Tra le novità più rilevanti ricordiamo l’obbligo per talune aziende e per gli enti pubblici di nominare un “data protection officer”. Figura interessante, considerato che una volta acquisita dovrà essere “mantenuta” per alcuni anni all’interno della struttura, ed il rapporto potrà essere interrotto solo ed esclusivamente per cause tassativamente riportate dal legislatore europeo, proprio per garantire continuità della protezione ed oggettività e trasparenza del soggetto.
Oltre all’introduzione del cosiddetto principio generale di “privacy by design” – disposizione che impone la previsione di misure a protezione dei dati già al momento della progettazione di un software o di un prodotto, il Regolamento introduce anche il requisito del “privacy impact assessment”, vale a dire la valutazione dell’impatto privacy con riferimento all’avvio di un nuovo trattamento per talune tipologie di dati (videosorveglianza, sanitari, biometrici ecc). Un concetto completamente stravolto rispetto al nostro attuale sistema: preventivare i rischi, preliminarmente adottare soluzioni che già in sede di raccolta del primo dato siano capaci di tutelarlo, con una “anticipazione” di responsabilità già sulla parte di progettazione.

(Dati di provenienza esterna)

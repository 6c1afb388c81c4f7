//! Domain-level keyboard actions independent of key bindings.

/// Domain-level actions that can be mapped to configurable key bindings.
///
/// These represent user intent, not specific keys. The mapping from
/// crossterm::event::KeyEvent to KeyAction is handled by KeyBindings.
/// Each mode decides what an action means for it; text fields read raw
/// characters before bindings are consulted.
#[derive(Debug, Clone, Copy, PartialEq, Eq, Hash)]
pub enum KeyAction {
    /// Move the cursor up one row. Default: k/↑
    MoveUp,
    /// Move the cursor down one row. Default: j/↓
    MoveDown,
    /// Move the cursor up one page. Default: Page Up/Ctrl+u
    PageUp,
    /// Move the cursor down one page. Default: Page Down/Ctrl+d
    PageDown,
    /// Focus the next field or column. Default: Tab/→/l
    FocusNext,
    /// Focus the previous field or column. Default: Shift+Tab/←/h
    FocusPrev,
    /// Activate or save. Default: Enter
    Confirm,
    /// Toggle the row under the cursor. Default: Space
    Toggle,
    /// Toggle every option. Default: Ctrl+a
    ToggleAll,
    /// Leave the current mode without saving. Default: Esc
    Cancel,
    /// Start typing a cache search. Default: /
    StartSearch,
    /// Delete the last typed character. Default: Backspace
    Backspace,
    /// Exit the application. Default: Ctrl+c
    Quit,
}
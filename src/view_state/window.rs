//! Cursor and viewport bookkeeping for scrolling lists.
//!
//! Two windowing policies exist and both go through [`window_start`]:
//! tables keep a cursor/offset pair and clamp the offset to the list edges,
//! option pickers centre the window on the selected option. Renderer and
//! hit tester call the same function so a drawn row and a clicked row
//! always agree.

use std::ops::Range;

/// Inclusive bounds for a list's on-screen height.
#[derive(Debug, Clone, Copy, PartialEq, Eq)]
pub struct HeightBounds {
    /// Rows shown even when the list is shorter.
    pub min: usize,
    /// Rows shown at most.
    pub max: usize,
}

/// Cache viewer and cache delete table.
pub const CACHE_HEIGHT: HeightBounds = HeightBounds { min: 7, max: 25 };

/// Flare selector table.
pub const SELECTOR_HEIGHT: HeightBounds = HeightBounds { min: 7, max: 12 };

/// Rows to show for a list of `length`: zero for an empty list, otherwise
/// `length` clamped into the bounds.
pub fn compute_height(length: usize, bounds: HeightBounds) -> usize {
    if length == 0 {
        return 0;
    }
    length.clamp(bounds.min, bounds.max.max(bounds.min))
}

/// How a window's first visible option is chosen.
#[derive(Debug, Clone, Copy, PartialEq, Eq)]
pub enum WindowPolicy {
    /// Anchor is a scroll offset, pinned so the window never runs past
    /// either end.
    Clamped,
    /// Anchor is the selected option, kept in the middle of the window.
    Centered,
}

/// First visible position of a `size`-row window over `total` options.
pub fn window_start(policy: WindowPolicy, total: usize, size: usize, anchor: usize) -> usize {
    let last_start = total.saturating_sub(size);
    match policy {
        WindowPolicy::Clamped => anchor.min(last_start),
        WindowPolicy::Centered => anchor.saturating_sub(size / 2).min(last_start),
    }
}

/// Positions visible in a `size`-row window over `total` options.
pub fn visible_window(policy: WindowPolicy, total: usize, size: usize, anchor: usize) -> Range<usize> {
    let start = window_start(policy, total, size, anchor);
    start..total.min(start + size)
}

/// Clamp `cursor` into the list and scroll `offset` the least amount that
/// keeps it on screen. Returns the adjusted `(cursor, offset)`.
///
/// A zero `height` forces the offset to zero.
pub fn ensure_visible(cursor: usize, offset: usize, length: usize, height: usize) -> (usize, usize) {
    let cursor = cursor.min(length.saturating_sub(1));
    if height == 0 {
        return (cursor, 0);
    }

    let mut offset = offset;
    if cursor < offset {
        offset = cursor;
    } else if cursor >= offset + height {
        offset = cursor + 1 - height;
    }
    (cursor, offset.min(length.saturating_sub(height)))
}

/// Cursor and scroll offset of one list.
#[derive(Debug, Clone, Copy, PartialEq, Eq, Default)]
pub struct WindowState {
    cursor: usize,
    offset: usize,
}

impl WindowState {
    /// Cursor on the first row.
    pub fn new() -> Self {
        Self::default()
    }

    /// Highlighted row.
    pub fn cursor(&self) -> usize {
        self.cursor
    }

    /// First visible row.
    pub fn offset(&self) -> usize {
        self.offset
    }

    /// Put the cursor back on the first row.
    pub fn reset(&mut self) {
        *self = Self::default();
    }

    /// Re-establish the invariants after the list changed size.
    pub fn ensure_visible(&mut self, length: usize, height: usize) {
        (self.cursor, self.offset) = ensure_visible(self.cursor, self.offset, length, height);
    }

    /// Move the cursor to `row` and scroll as needed.
    pub fn set_cursor(&mut self, row: usize, length: usize, height: usize) {
        self.cursor = row;
        self.ensure_visible(length, height);
    }

    /// One row up.
    pub fn move_up(&mut self, length: usize, height: usize) {
        self.set_cursor(self.cursor.saturating_sub(1), length, height);
    }

    /// One row down.
    pub fn move_down(&mut self, length: usize, height: usize) {
        self.set_cursor(self.cursor.saturating_add(1), length, height);
    }

    /// One window up.
    pub fn page_up(&mut self, length: usize, height: usize) {
        self.set_cursor(self.cursor.saturating_sub(height.max(1)), length, height);
    }

    /// One window down.
    pub fn page_down(&mut self, length: usize, height: usize) {
        self.set_cursor(self.cursor.saturating_add(height.max(1)), length, height);
    }

    /// Rows to draw for a list of `length` shown `height` rows tall.
    pub fn visible_range(&self, length: usize, height: usize) -> Range<usize> {
        visible_window(WindowPolicy::Clamped, length, height, self.offset)
    }
}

Sanzioni altissime per i trasgressori, fino ad un milione di euro o al 2 per cento del fatturato annuale di un’azienda a livello globale. Tra le misure preventive preme menzionare l’obbligo di notifica di qualunque violazione di dati personali all’Autorità di controllo (nuova istituzione) e ai diretti interessati se a rischio di danno. Non meno rilevante l’introduzione della figura del “Joint Controller” o responsabile congiunto: nello specifico potranno sussistere due responsabili i quali – per un medesimo trattamento di dati personali – saranno tenuti a concordare in un contratto il perimetro delle rispettive responsabilità privacy. Il loro accordo avrà valore anche in caso di controllo da parte dell’autorità giudiziaria o amministrativa.

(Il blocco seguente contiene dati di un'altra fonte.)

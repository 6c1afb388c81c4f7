//! GOES class threshold catalogue: comparator, letter, magnitude.

/// Comparator applied to the class threshold.
#[derive(Debug, Clone, Copy, PartialEq, Eq)]
pub enum Comparator {
    /// Strictly above.
    Greater,
    /// At or above.
    GreaterEq,
    /// Exactly.
    Equal,
    /// At or below.
    LessEq,
    /// Strictly below.
    Less,
    /// No class restriction.
    All,
}

/// Comparators in column order.
pub const COMPARATORS: [Comparator; 6] = [
    Comparator::Greater,
    Comparator::GreaterEq,
    Comparator::Equal,
    Comparator::LessEq,
    Comparator::Less,
    Comparator::All,
];

/// Class letters in ascending flux order.
pub const CLASS_LETTERS: [char; 5] = ['A', 'B', 'C', 'M', 'X'];

/// Magnitudes `0.0` through `9.9`.
pub const MAGNITUDE_COUNT: usize = 100;

/// Class value persisted when the comparator is `All`.
pub const ANY_CLASS: &str = "Any";

impl Comparator {
    /// Symbol shown in the editor column.
    pub fn symbol(self) -> &'static str {
        match self {
            Self::Greater => ">",
            Self::GreaterEq => "≥",
            Self::Equal => "≡",
            Self::LessEq => "≤",
            Self::Less => "<",
            Self::All => "All",
        }
    }

    /// Value written to settings and passed to the query.
    pub fn value(self) -> &'static str {
        match self {
            Self::Greater => ">",
            Self::GreaterEq => ">=",
            Self::Equal => "==",
            Self::LessEq => "<=",
            Self::Less => "<",
            Self::All => "All",
        }
    }

    /// Look up a persisted value.
    pub fn from_value(value: &str) -> Option<Self> {
        COMPARATORS.into_iter().find(|cmp| cmp.value() == value)
    }
}

/// Editor label for a magnitude position, `0` => `"0.0"`, `52` => `"5.2"`.
pub fn magnitude_label(index: usize) -> String {
    format!("{}.{}", index / 10, index % 10)
}

/// Pretty form of a persisted comparator for the summary panel.
pub fn comparator_display(value: &str) -> &str {
    match Comparator::from_value(value.trim()) {
        Some(cmp) => cmp.symbol(),
        None if value.trim().is_empty() => "<unset>",
        None => value,
    }
}

/// Editor positions recovered from persisted settings.
#[derive(Debug, Clone, Copy, PartialEq, Eq, Default)]
pub struct ClassSelection {
    /// Position in [`COMPARATORS`].
    pub comparator: usize,
    /// Position in [`CLASS_LETTERS`].
    pub letter: usize,
    /// Magnitude position, `0..MAGNITUDE_COUNT`.
    pub magnitude: usize,
}

impl ClassSelection {
    /// Recover editor positions from a comparator value and a class such as `M5.2`.
    ///
    /// Anything unrecognized falls back to the first option of that column.
    pub fn parse(comparator: &str, class: &str) -> Self {
        let comparator = COMPARATORS
            .iter()
            .position(|cmp| cmp.value() == comparator.trim())
            .unwrap_or(0);

        let mut chars = class.trim().chars();
        let letter = chars
            .next()
            .and_then(|c| CLASS_LETTERS.iter().position(|&l| l == c.to_ascii_uppercase()))
            .unwrap_or(0);

        let digits: Vec<u32> = chars.filter_map(|c| c.to_digit(10)).collect();
        let magnitude = match digits.as_slice() {
            [whole, tenth, ..] => (*whole as usize) * 10 + *tenth as usize,
            [whole] => (*whole as usize) * 10,
            [] => 0,
        };

        Self {
            comparator,
            letter,
            magnitude: magnitude.min(MAGNITUDE_COUNT - 1),
        }
    }

    /// Settings values `(comparator, class)` for this selection.
    pub fn to_values(self) -> (String, String) {
        let cmp = COMPARATORS[self.comparator.min(COMPARATORS.len() - 1)];
        if cmp == Comparator::All {
            return (cmp.value().to_string(), ANY_CLASS.to_string());
        }
        let letter = CLASS_LETTERS[self.letter.min(CLASS_LETTERS.len() - 1)];
        (
            cmp.value().to_string(),
            format!("{letter}{}", magnitude_label(self.magnitude)),
        )
    }
}
//! View-state layer - windowing, block geometry, and hit-testing
//!
//! Everything here is pure: given the active mode and the terminal width it
//! says which rows are visible, where they sit on screen, and which row a
//! pointer is over. The renderer and the pointer handler both read from it.
//!
//! # Module Structure
//!
//! - `window`: WindowState cursor/offset invariants and the windowing policies
//! - `layout`: BlockLayout per mode, shared by renderer and hit tester
//! - `hit_test`: map_pointer and HitTestResult

pub mod hit_test;
pub mod layout;
pub mod window;

pub use hit_test::{map_pointer, HeaderHit, HitTestResult};
pub use layout::{mode_layout, BlockLayout, ColumnBand, OptionWindow, RegionLayout};
pub use window::{WindowPolicy, WindowState};
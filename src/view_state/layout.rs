//! Screen geometry of the content block for each mode.
//!
//! The renderer draws from a [`BlockLayout`] and the hit tester resolves
//! pointer positions against the very same value, so there is exactly one
//! place where rows, columns, and centering are decided.

use super::hit_test::HeaderHit;
use super::window::{visible_window, WindowPolicy};
use crate::model::flare_class::{magnitude_label, CLASS_LETTERS, COMPARATORS, MAGNITUDE_COUNT};
use crate::model::wavelength::{WaveOption, WAVE_OPTIONS};
use crate::model::FlareRecord;
use crate::state::mode::{
    CacheDeleteState, CacheViewerState, FilterColumn, FilterEditorState, MainMenuState, Mode,
    SearchInput, SelectorState, SelectorTable, WavelengthEditorState, CACHE_MENU_ITEMS,
    MENU_ITEMS,
};
use ratatui::layout::Rect;
use std::ops::Range;
use unicode_width::UnicodeWidthStr;

/// Rows taken by the title bar.
pub const TITLE_BAR_HEIGHT: u16 = 1;

/// Rows taken by the bordered settings summary.
pub const SUMMARY_HEIGHT: u16 = 7;

/// First screen row of the content block.
pub const CONTENT_TOP: u16 = TITLE_BAR_HEIGHT + SUMMARY_HEIGHT + 1;

/// Rows reserved at the bottom for the notice and key hints.
pub const FOOTER_HEIGHT: u16 = 2;

/// Blank columns between the main menu and the cache submenu.
pub const MENU_COLUMN_GAP: u16 = 4;

/// Blank columns between filter editor columns.
pub const FILTER_COLUMN_GAP: u16 = 2;

/// Magnitude options visible at once.
pub const MAGNITUDE_WINDOW: usize = 9;

/// Blank columns between table columns.
pub const TABLE_COLUMN_SPACING: u16 = 1;

/// Width of a menu cursor marker such as `"> "`.
pub const MARKER_WIDTH: u16 = 2;

/// Main menu heading.
pub const MENU_TITLE: &str = "Main Menu";
/// Cache submenu heading.
pub const CACHE_MENU_TITLE: &str = "Cache Options";
/// Wavelength editor heading.
pub const WAVE_TITLE: &str = "Select AIA Wavelength Channels";
/// Date editor labels, start then end.
pub const DATE_LABELS: [&str; 2] = ["Start date (YYYY-MM-DD)", "End date (YYYY-MM-DD)"];
/// Filter editor heading.
pub const FILTER_TITLE: &str = "Set Flare Class Filter";
/// Filter editor column headings.
pub const FILTER_COLUMN_TITLES: [&str; 3] = ["Comparator", "Class", "Magnitude"];

/// Shift applied to the centering offset when the side gap is wide enough.
#[derive(Debug, Clone, Copy, PartialEq, Eq)]
pub struct Nudge {
    /// Gap that must be exceeded before the nudge applies.
    pub threshold: u16,
    /// Columns to move left.
    pub amount: u16,
}

impl Nudge {
    /// No adjustment.
    pub const NONE: Nudge = Nudge {
        threshold: 0,
        amount: 0,
    };
}

/// Nudge of the flare filter editor, which carries extra right padding.
pub const FILTER_NUDGE: Nudge = Nudge {
    threshold: 2,
    amount: 2,
};

/// Left edge of a block `block_width` wide centred in `terminal_width`.
pub fn centered_x(terminal_width: u16, block_width: u16, nudge: Nudge) -> u16 {
    let gap = terminal_width.saturating_sub(block_width) / 2;
    if nudge.amount > 0 && gap > nudge.threshold {
        gap.saturating_sub(nudge.amount)
    } else {
        gap
    }
}

/// Half-open horizontal span `[start, start + width)` inside a block.
#[derive(Debug, Clone, Copy, PartialEq, Eq)]
pub struct ColumnBand {
    /// First column, relative to the block.
    pub start: u16,
    /// Columns covered.
    pub width: u16,
}

impl ColumnBand {
    /// One past the last column.
    pub fn end(&self) -> u16 {
        self.start + self.width
    }

    /// Whether relative column `x` falls inside.
    pub fn contains(&self, x: u16) -> bool {
        x >= self.start && x < self.end()
    }
}

/// Lay `widths` out left to right with `padding` blank columns between them.
pub fn column_bands(widths: &[u16], padding: u16) -> Vec<ColumnBand> {
    let mut start = 0;
    widths
        .iter()
        .map(|&width| {
            let band = ColumnBand { start, width };
            start += width + padding;
            band
        })
        .collect()
}

/// Which options of a list a region is showing.
#[derive(Debug, Clone, Copy, PartialEq, Eq)]
pub struct OptionWindow {
    /// How the first visible option is picked.
    pub policy: WindowPolicy,
    /// Options in the list.
    pub total: usize,
    /// Rows available.
    pub size: usize,
    /// Scroll offset for `Clamped`, selected option for `Centered`.
    pub anchor: usize,
}

impl OptionWindow {
    /// Window showing every one of `total` options.
    pub fn all(total: usize) -> Self {
        Self {
            policy: WindowPolicy::Clamped,
            total,
            size: total,
            anchor: 0,
        }
    }

    /// Visible option positions.
    pub fn visible(&self) -> Range<usize> {
        visible_window(self.policy, self.total, self.size, self.anchor)
    }
}

/// One column of rows inside a block.
#[derive(Debug, Clone, PartialEq, Eq)]
pub struct RegionLayout {
    /// Horizontal extent.
    pub band: ColumnBand,
    /// Relative rows of the region's heading.
    pub header_rows: Range<u16>,
    /// Outcome of a pointer on the heading.
    pub header_hit: HeaderHit,
    /// Relative row of the first visible option.
    pub first_row: u16,
    /// Rows from one option to the next; anything in between is padding.
    pub row_stride: u16,
    /// Options shown.
    pub window: OptionWindow,
}

impl RegionLayout {
    /// `(option, relative row)` for every visible option, top to bottom.
    pub fn rows(&self) -> impl Iterator<Item = (usize, u16)> + '_ {
        self.window
            .visible()
            .enumerate()
            .map(|(k, option)| (option, self.first_row + k as u16 * self.row_stride))
    }
}

/// Where the content block sits and what it contains.
#[derive(Debug, Clone, PartialEq, Eq)]
pub struct BlockLayout {
    /// Absolute screen rectangle.
    pub area: Rect,
    /// Row regions, left to right.
    pub regions: Vec<RegionLayout>,
}

impl BlockLayout {
    /// Centre a `width` x `height` block below the summary panel.
    pub fn place(
        terminal_width: u16,
        width: u16,
        height: u16,
        nudge: Nudge,
        regions: Vec<RegionLayout>,
    ) -> Self {
        let x = centered_x(terminal_width, width, nudge);
        Self {
            area: Rect::new(x, CONTENT_TOP, width, height),
            regions,
        }
    }

    /// Cut the block off where the footer starts on a `terminal_height`
    /// screen, so rows hidden under the footer cannot be hit.
    pub fn clip_to_screen(mut self, terminal_height: u16) -> Self {
        let bottom = content_bottom(terminal_height);
        self.area.height = self.area.height.min(bottom.saturating_sub(self.area.y));
        self
    }

    /// Absolute rectangle of one row of the block.
    pub fn line(&self, rel_x: u16, rel_y: u16, width: u16) -> Rect {
        Rect::new(self.area.x + rel_x, self.area.y + rel_y, width, 1)
    }

    /// Absolute rectangle of a region's band from `rel_y` for `height` rows.
    pub fn band_rect(&self, band: ColumnBand, rel_y: u16, height: u16) -> Rect {
        Rect::new(self.area.x + band.start, self.area.y + rel_y, band.width, height)
    }
}

/// First screen row taken by the footer.
pub fn content_bottom(terminal_height: u16) -> u16 {
    terminal_height.saturating_sub(FOOTER_HEIGHT)
}

/// Data rows that fit in a table with `title_rows` of heading on a
/// `terminal_height` screen. The table border and column headings take
/// three more rows.
pub fn table_row_limit(terminal_height: u16, title_rows: u16) -> usize {
    usize::from(
        content_bottom(terminal_height).saturating_sub(CONTENT_TOP + title_rows + 3),
    )
}

fn text_width(text: &str) -> u16 {
    u16::try_from(text.width()).unwrap_or(u16::MAX)
}

/// Layout of whatever `mode` shows on a `terminal_width` x
/// `terminal_height` screen.
pub fn mode_layout(mode: &Mode, terminal_width: u16, terminal_height: u16) -> BlockLayout {
    let layout = match mode {
        Mode::MainMenu(menu) => menu_layout(menu, terminal_width),
        Mode::WavelengthEditor(editor) => wavelength_layout(editor, terminal_width),
        Mode::DateRangeEditor(_) => date_layout(terminal_width),
        Mode::FlareFilterEditor(editor) => filter_layout(editor, terminal_width),
        Mode::FlareSelector(SelectorState::Loading { .. }) => loading_layout(terminal_width),
        Mode::FlareSelector(SelectorState::Ready(table)) => selector_layout(table, terminal_width),
        Mode::CacheViewer(viewer) => viewer_layout(viewer, terminal_width),
        Mode::CacheDeleteEditor(delete) => delete_layout(delete, terminal_width),
    };
    layout.clip_to_screen(terminal_height)
}

// ===== Menus =====

fn menu_column_width<'a>(title: &str, labels: impl Iterator<Item = &'a str>) -> u16 {
    let widest = labels.map(text_width).max().unwrap_or(0);
    text_width(title).max(MARKER_WIDTH + widest)
}

fn menu_region(band: ColumnBand, total: usize) -> RegionLayout {
    RegionLayout {
        band,
        header_rows: 0..1,
        header_hit: HeaderHit::Miss,
        first_row: 1,
        row_stride: 1,
        window: OptionWindow::all(total),
    }
}

/// Main menu, plus the cache submenu to its right when open.
///
/// Region 0 is the main menu, region 1 the submenu.
pub fn menu_layout(menu: &MainMenuState, terminal_width: u16) -> BlockLayout {
    let main_width = menu_column_width(MENU_TITLE, MENU_ITEMS.iter().map(|item| item.label()));
    let mut widths = vec![main_width];
    let mut rows = MENU_ITEMS.len();
    if menu.cache_menu.is_some() {
        widths.push(menu_column_width(
            CACHE_MENU_TITLE,
            CACHE_MENU_ITEMS.iter().map(|item| item.label()),
        ));
        rows = rows.max(CACHE_MENU_ITEMS.len());
    }

    let bands = column_bands(&widths, MENU_COLUMN_GAP);
    let width = bands.last().map_or(0, ColumnBand::end);
    let totals = [MENU_ITEMS.len(), CACHE_MENU_ITEMS.len()];
    let regions = bands
        .into_iter()
        .zip(totals)
        .map(|(band, total)| menu_region(band, total))
        .collect();

    BlockLayout::place(terminal_width, width, 1 + rows as u16, Nudge::NONE, regions)
}

// ===== Wavelength editor =====

/// Text of one wavelength row.
pub fn wave_row_text(option: &WaveOption, checked: bool) -> String {
    let mark = if checked { "[x]" } else { "[ ]" };
    format!("{mark} {:>4}Å │ {}", option.code, option.description)
}

/// Rows above the first wavelength option: heading and a blank line.
pub const WAVE_HEADER_ROWS: u16 = 2;

/// Wavelength checklist, a single region.
pub fn wavelength_layout(_editor: &WavelengthEditorState, terminal_width: u16) -> BlockLayout {
    let row_width = WAVE_OPTIONS
        .iter()
        .map(|opt| text_width(&wave_row_text(opt, false)))
        .max()
        .unwrap_or(0);
    let width = row_width.max(text_width(WAVE_TITLE));
    let region = RegionLayout {
        band: ColumnBand {
            start: 0,
            width: row_width,
        },
        header_rows: 0..WAVE_HEADER_ROWS,
        header_hit: HeaderHit::Miss,
        first_row: WAVE_HEADER_ROWS,
        row_stride: 1,
        window: OptionWindow::all(WAVE_OPTIONS.len()),
    };
    let height = WAVE_HEADER_ROWS + WAVE_OPTIONS.len() as u16;
    BlockLayout::place(terminal_width, width, height, Nudge::NONE, vec![region])
}

// ===== Date editor =====

/// Width of a date input box, brackets included.
pub const DATE_FIELD_WIDTH: u16 = 12;

/// Rows from one date field to the next: field, blank, label.
pub const DATE_FIELD_STRIDE: u16 = 3;

/// Date range editor: label above each field, fields are region rows.
pub fn date_layout(terminal_width: u16) -> BlockLayout {
    let width = DATE_LABELS
        .iter()
        .map(|label| text_width(label))
        .max()
        .unwrap_or(0)
        .max(DATE_FIELD_WIDTH);
    let region = RegionLayout {
        band: ColumnBand { start: 0, width },
        header_rows: 0..1,
        header_hit: HeaderHit::Miss,
        first_row: 1,
        row_stride: DATE_FIELD_STRIDE,
        window: OptionWindow::all(DATE_LABELS.len()),
    };
    let height = 1 + DATE_FIELD_STRIDE + 1;
    BlockLayout::place(terminal_width, width, height, Nudge::NONE, vec![region])
}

Non resta che attendere l’approvazione, e verificare il testo finale. Alcuni passaggi rinvenibili nel testo attualmente fanno comunque sorgere qualche dubbio: recentemente l’ambito di applicazione del Regolamento con riferimento alle strutture destinatarie è passato dall’avere almeno 250 dipendenti, al gestire 500 interessati (con alcuni criteri a corredo). La questione dunque è in corsa. Appare quanto mai opportuno, però, per le grandi realtà aziendali e nel pubblico, cominciare a familiarizzare con l’argomento, perché non sarà certamente indolore passare da quattro adempimenti cartacei e qualche misura di sicurezza, ad una vera e propria organizzazione della sicurezza con reperimento di figure preparate sia sotto il profilo informatico che organizzativo e non in ultimo, normativo.